§ **Instructions to follow**: Go through the records and filter out every line lacking the word "push"; copy the lines that remain.

* * * * * * *

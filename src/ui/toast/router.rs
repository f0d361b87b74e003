// SPDX-License-Identifier: MPL-2.0
//! Surface registration table.
//!
//! Overlay ownership changes dynamically as modals open and close, so
//! "which host is on top" is kept as an explicit registration stack with
//! push/pop-on-unmount semantics rather than ambient global state.

use std::fmt;

/// Identifies a presentation surface that can own a toast host.
#[derive(Debug, Clone, Copy, PartialEq, Eq, Hash)]
pub struct SurfaceId(&'static str);

impl SurfaceId {
    #[must_use]
    pub const fn new(name: &'static str) -> Self {
        Self(name)
    }

    #[must_use]
    pub fn name(self) -> &'static str {
        self.0
    }
}

impl fmt::Display for SurfaceId {
    fn fmt(&self, f: &mut fmt::Formatter<'_>) -> fmt::Result {
        f.write_str(self.0)
    }
}

/// Registration stack resolving the current delivery target.
///
/// The current surface is the most recently registered one still in the
/// table; a modal registered after the main surface therefore takes
/// precedence until it unregisters.
#[derive(Debug, Default)]
pub struct Router {
    stack: Vec<SurfaceId>,
}

impl Router {
    #[must_use]
    pub fn new() -> Self {
        Self::default()
    }

    /// Registers `surface` as the topmost host owner. Re-registering an
    /// already-known surface moves it to the top.
    pub fn register(&mut self, surface: SurfaceId) {
        self.stack.retain(|s| *s != surface);
        self.stack.push(surface);
    }

    pub fn unregister(&mut self, surface: SurfaceId) {
        self.stack.retain(|s| *s != surface);
    }

    #[must_use]
    pub fn current(&self) -> Option<SurfaceId> {
        self.stack.last().copied()
    }

    #[must_use]
    pub fn is_registered(&self, surface: SurfaceId) -> bool {
        self.stack.contains(&surface)
    }

    #[must_use]
    pub fn registered_count(&self) -> usize {
        self.stack.len()
    }
}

* * * * * * *

§ **Response to this exercise**:
//! push/pop-on-unmount semantics rather than ambient global state.
        self.stack.push(surface);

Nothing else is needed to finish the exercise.